Sethos takes the seat across from him, throwing his legs over one side of the chair. It is things like these that betray how young Sethos still is. “Ah, the rarest beauty among all the Five. And the most vain. An Ice Princess in the truest sense, I think. How sad that you must take such a cold and unwelcoming wife.”

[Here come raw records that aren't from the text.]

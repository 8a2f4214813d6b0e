use maturity_assessment_api::run;

#[tokio::main]
async fn main() {
    if let Err(err) = run().await {
        eprintln!("application error: {err}");
        std::process::exit(1);
    }
}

Tarik raises a brow. “You haven’t seen her since we were children. Surely you’re not still holding a grudge?” The Princess Tulle had been the first female who’d ever enchanted Sethos. He’d spent all afternoon once picking flowers from a garden, but when he presented the gift to the young princess, she’d been horrified, accusing him of stealing beauty from its natural state. Sethos had been inconsolable for days.
Sethos sniffs. “A grudge would suggest I think of her at all, which is certainly not the case.”
“I see.”
“At any rate, you should have kept Sepora in the harem,” Sethos drawls. “A wife is for heirs. A concubine is for enjoyment.”
“As amusing as they are, I must ask that you defer your revolting comments until another time. As it is, I’ve much work to do.”
“Is that why you don’t come visit me at the Lyceum? Thrice you’ve been to see Cy and not one of those times have you sought me out to break the midday meal. Why is that?”
“I come as a servant of the king, Sethos. Taking in an unannounced meal with a prince of Theoria is hardly appropriate.”
Sethos appears unimpressed. “You could pretend to bring me messages from His Royal Highness. Really, Tarik, be creative.”
Tarik leans back, inspecting his brother. “It’s not me you want to see, though, is it?”
The corner of Sethos’s mouth raises slightly. “Perhaps if you had white hair and silver eyes—”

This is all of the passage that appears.